It’s so easy to let others need me. It’s what I do. I need to care for others, I need to feel needed and wanted and valued. My whole life, that’s all I’ve wanted in a relationship, even a friendship. To have people in my life who share the same energy with me, who enjoy the deepness of life and are comfortable there. I can meet them there, I’m comfortable there, I need to be there, too.
I want to be open to others, to be available. It’s a very different story to let them know I need them right back. To be so deeply vulnerable, deeper than I’ve ever been before. To bare my deepest darknesess, my greatest joys, my absolute honest soul, no hiding anything at all. Even sharing tears, in the moment. Being that exposed. That’s so difficult to do.

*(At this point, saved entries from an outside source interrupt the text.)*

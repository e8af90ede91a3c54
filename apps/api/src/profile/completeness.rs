use serde::{Deserialize, Serialize};

use crate::models::user::JobSeekerProfile;

#[derive(Debug, Clone, Serialize, Deserialize, PartialEq)]
#[serde(rename_all = "snake_case")]
pub enum ProfileStatus {
    Complete,
    Strong,
    Moderate,
    Weak,
}

#[derive(Debug, Clone, Serialize, Deserialize)]
pub struct CompletenessReport {
    pub overall_score: f64,
    pub status: ProfileStatus,
    pub missing_fields: Vec<String>,
    pub recommendations: Vec<String>,
}

impl CompletenessReport {
    pub fn is_complete(&self) -> bool {
        self.missing_fields.is_empty()
    }
}

const FIELD_WEIGHTS: &[(&str, f64)] = &[
    ("skills", 0.20),
    ("current_job_title", 0.15),
    ("phone", 0.10),
    ("years_of_experience", 0.10),
    ("education", 0.10),
    ("city", 0.10),
    ("bio", 0.10),
    ("linkedin_url", 0.05),
    ("preferred_job_types", 0.05),
    ("expected_salary", 0.05),
];

fn filled(text: &Option<String>) -> bool {
    text.as_deref().is_some_and(|t| !t.trim().is_empty())
}

fn field_filled(profile: &JobSeekerProfile, field: &str) -> bool {
    match field {
        "skills" => !profile.skills.is_empty(),
        "current_job_title" => filled(&profile.current_job_title),
        "phone" => filled(&profile.phone),
        "years_of_experience" => filled(&profile.years_of_experience),
        "education" => filled(&profile.education),
        "city" => filled(&profile.city),
        "bio" => filled(&profile.bio),
        "linkedin_url" => filled(&profile.linkedin_url),
        "preferred_job_types" => !profile.preferred_job_types.is_empty(),
        "expected_salary" => filled(&profile.expected_salary),
        _ => false,
    }
}

pub fn compute_completeness_report(profile: &JobSeekerProfile) -> CompletenessReport {
    let mut score = 0.0;
    let mut missing_fields = Vec::new();

    for (field, weight) in FIELD_WEIGHTS {
        if field_filled(profile, field) {
            score += weight;
        } else {
            missing_fields.push(field.to_string());
        }
    }

    let total_weight: f64 = FIELD_WEIGHTS.iter().map(|(_, w)| w).sum();
    let overall_score = (score / total_weight).clamp(0.0, 1.0);

    let status = match overall_score {
        _ if missing_fields.is_empty() => ProfileStatus::Complete,
        s if s >= 0.7 => ProfileStatus::Strong,
        s if s >= 0.4 => ProfileStatus::Moderate,
        _ => ProfileStatus::Weak,
    };

    let mut recommendations = Vec::new();
    if missing_fields.iter().any(|f| f == "skills") {
        recommendations.push("Add your key skills so recruiters can find you".to_string());
    }
    if missing_fields.iter().any(|f| f == "bio") {
        recommendations.push("Write a short bio about your experience".to_string());
    }
    if !missing_fields.is_empty() && recommendations.is_empty() {
        recommendations.push(format!(
            "Fill in {} more field(s) to complete your profile",
            missing_fields.len()
        ));
    }

    CompletenessReport {
        overall_score,
        status,
        missing_fields,
        recommendations,
    }
}
use std::collections::{HashMap, HashSet};

use serde::Serialize;

use crate::legacy::snapshot::{LegacyId, ParsedSnapshot, SnapshotWarning};

#[derive(Debug, Serialize, PartialEq)]
pub struct CounterDrift {
    pub collection: &'static str,
    pub id: String,
    /// Name or title of the record, when the snapshot has one.
    #[serde(skip_serializing_if = "Option::is_none")]
    pub label: Option<String>,
    pub field: &'static str,
    pub stored: i64,
    pub actual: i64,
}

#[derive(Debug, Serialize, PartialEq)]
pub struct DanglingReference {
    pub collection: &'static str,
    pub id: String,
    #[serde(skip_serializing_if = "Option::is_none")]
    pub label: Option<String>,
    pub field: &'static str,
    pub target: String,
}

#[derive(Debug, Serialize, PartialEq)]
pub struct DuplicateId {
    pub collection: &'static str,
    pub id: String,
    pub occurrences: usize,
}

#[derive(Debug, Default, Serialize, PartialEq)]
pub struct SnapshotCounts {
    pub jobs: usize,
    pub companies: usize,
    pub applications: usize,
    pub saved_resumes: usize,
    pub activities: usize,
}

#[derive(Debug, Serialize)]
pub struct AuditReport {
    pub counts: SnapshotCounts,
    pub warnings: Vec<SnapshotWarning>,
    pub counter_drift: Vec<CounterDrift>,
    pub dangling_references: Vec<DanglingReference>,
    pub duplicate_ids: Vec<DuplicateId>,
    /// No drift, no dangling references, no duplicates and no warnings.
    pub clean: bool,
}

fn tally<'a>(ids: impl Iterator<Item = &'a LegacyId>) -> HashMap<String, i64> {
    let mut counts = HashMap::new();
    for id in ids {
        *counts.entry(id.key()).or_insert(0) += 1;
    }
    counts
}

/// Reports each repeated id once, in order of first appearance.
fn duplicates<'a>(
    collection: &'static str,
    ids: impl Iterator<Item = &'a LegacyId> + Clone,
) -> Vec<DuplicateId> {
    let counts = tally(ids.clone());
    let mut reported = HashSet::new();
    ids.filter_map(|id| {
        let key = id.key();
        let occurrences = counts.get(&key).copied().unwrap_or(0) as usize;
        (occurrences > 1 && reported.insert(key.clone())).then(|| DuplicateId {
            collection,
            id: key,
            occurrences,
        })
    })
    .collect()
}

/// Missing stored counters read as zero, as the browser code treated them.
fn drift(
    collection: &'static str,
    id: &LegacyId,
    label: Option<&String>,
    field: &'static str,
    stored: Option<i64>,
    actual: &HashMap<String, i64>,
) -> Option<CounterDrift> {
    let stored = stored.unwrap_or(0);
    let actual = actual.get(&id.key()).copied().unwrap_or(0);
    (stored != actual).then(|| CounterDrift {
        collection,
        id: id.key(),
        label: label.cloned(),
        field,
        stored,
        actual,
    })
}

fn dangling(
    collection: &'static str,
    id: &LegacyId,
    label: Option<&String>,
    field: &'static str,
    target: Option<&LegacyId>,
    known: &HashSet<String>,
) -> Option<DanglingReference> {
    let target = target?.key();
    (!known.contains(&target)).then(|| DanglingReference {
        collection,
        id: id.key(),
        label: label.cloned(),
        field,
        target,
    })
}

pub fn audit_snapshot(snapshot: ParsedSnapshot) -> AuditReport {
    let ParsedSnapshot {
        jobs,
        companies,
        applications,
        resumes,
        dashboard,
        warnings,
    } = snapshot;

    let jobs_per_company = tally(jobs.iter().filter_map(|j| j.company_id.as_ref()));
    let applications_per_job = tally(applications.iter().filter_map(|a| a.job_id.as_ref()));
    let applications_per_resume =
        tally(applications.iter().filter_map(|a| a.resume_id.as_ref()));

    let mut counter_drift = Vec::new();
    counter_drift.extend(companies.iter().filter_map(|c| {
        drift(
            "companies",
            &c.id,
            c.name.as_ref(),
            "jobCount",
            c.job_count,
            &jobs_per_company,
        )
    }));
    counter_drift.extend(jobs.iter().filter_map(|j| {
        drift(
            "jobs",
            &j.id,
            j.title.as_ref(),
            "applicantsCount",
            j.applicants_count,
            &applications_per_job,
        )
    }));
    counter_drift.extend(resumes.iter().filter_map(|r| {
        drift(
            "savedResumes",
            &r.id,
            r.name.as_ref(),
            "jobApplications",
            r.job_applications,
            &applications_per_resume,
        )
    }));
    counter_drift.extend(dashboard.job_postings.iter().filter_map(|p| {
        drift(
            "dashboardData.jobPostings",
            &p.id,
            p.title.as_ref(),
            "applicantsCount",
            p.applicants_count,
            &applications_per_job,
        )
    }));
    if let Some(stored) = dashboard.stats.as_ref().and_then(|s| s.active_listings) {
        if stored != jobs.len() as i64 {
            counter_drift.push(CounterDrift {
                collection: "dashboardData.stats",
                id: "stats".to_string(),
                label: None,
                field: "activeListings",
                stored,
                actual: jobs.len() as i64,
            });
        }
    }

    let company_ids: HashSet<String> = companies.iter().map(|c| c.id.key()).collect();
    let job_ids: HashSet<String> = jobs.iter().map(|j| j.id.key()).collect();
    let resume_ids: HashSet<String> = resumes.iter().map(|r| r.id.key()).collect();

    let mut dangling_references = Vec::new();
    dangling_references.extend(jobs.iter().filter_map(|j| {
        dangling(
            "jobs",
            &j.id,
            j.title.as_ref(),
            "companyId",
            j.company_id.as_ref(),
            &company_ids,
        )
    }));
    for a in &applications {
        dangling_references.extend(dangling(
            "applications",
            &a.id,
            None,
            "jobId",
            a.job_id.as_ref(),
            &job_ids,
        ));
        dangling_references.extend(dangling(
            "applications",
            &a.id,
            None,
            "resumeId",
            a.resume_id.as_ref(),
            &resume_ids,
        ));
    }
    dangling_references.extend(dashboard.job_postings.iter().filter_map(|p| {
        dangling(
            "dashboardData.jobPostings",
            &p.id,
            p.title.as_ref(),
            "id",
            Some(&p.id),
            &job_ids,
        )
    }));

    let mut duplicate_ids = Vec::new();
    duplicate_ids.extend(duplicates("jobs", jobs.iter().map(|j| &j.id)));
    duplicate_ids.extend(duplicates("companies", companies.iter().map(|c| &c.id)));
    duplicate_ids.extend(duplicates("applications", applications.iter().map(|a| &a.id)));
    duplicate_ids.extend(duplicates("savedResumes", resumes.iter().map(|r| &r.id)));

    let clean = warnings.is_empty()
        && counter_drift.is_empty()
        && dangling_references.is_empty()
        && duplicate_ids.is_empty();

    AuditReport {
        counts: SnapshotCounts {
            jobs: jobs.len(),
            companies: companies.len(),
            applications: applications.len(),
            saved_resumes: resumes.len(),
            activities: dashboard.activities.len(),
        },
        warnings,
        counter_drift,
        dangling_references,
        duplicate_ids,
        clean,
    }
}
pub mod completeness;
pub mod handlers;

In my entire life, I think I’ve only cried in front of a handful of people. Most times, I regretted it, having felt too exposed, too vulnerable. I felt weaker for having done so, wondering what they must have thought of me, now that they knew I wasn’t so strong, that what lied beneath those tears was much darker and ‘lesser’.
I avoided personal situations where I knew I’d get emotionally overwhelmed. I could acknowledge and talk about those deep and exposing feelings, but only in the past tense, after I was able to process them. Expressing them in the present was something I never did. Ever. My immediate response to those emotional situations, when they could not be avoided, was deflection or blame or even anger. Anything to self preserve, anything to keep from showing anyone I was hurt or in pain. Anger was easy, it didn’t feel weak. It didn’t feel as if it might tarnish the ‘perfect’ perception I was always trying to uphold. The strong exterior I wanted others to see.
The core of my fear was this: I feared looking like a mess or feeling like a burden. I felt guilt for being needy and shame for being less than ‘perfect’, for being too much and possibly pushing them away in doing so. I didn’t think I could handle that kind of rejection, not again.
My relationship with M has taught me so much about myself. Being my true self with him has allowed a freedom with others I didn’t know I could have. M knows, without a doubt, just how much I need him, I tell him and I show him. I try to never miss an opportunity to show and tell my friends how much they mean to me. I need them, too. I’m learning to let go of those fears, they are teaching me, they are of the same, deep energy. Acceptance and openness and love, that’s what I feel. And tears, in the moment, if they come.
Because, you know what? I’m a mess. A happy, anxious, caring, bitchy, joyful, open, accepting, strong, angry, emotional, loving, grumpy, needy, moody mess. I am. And I love it and learn from it all.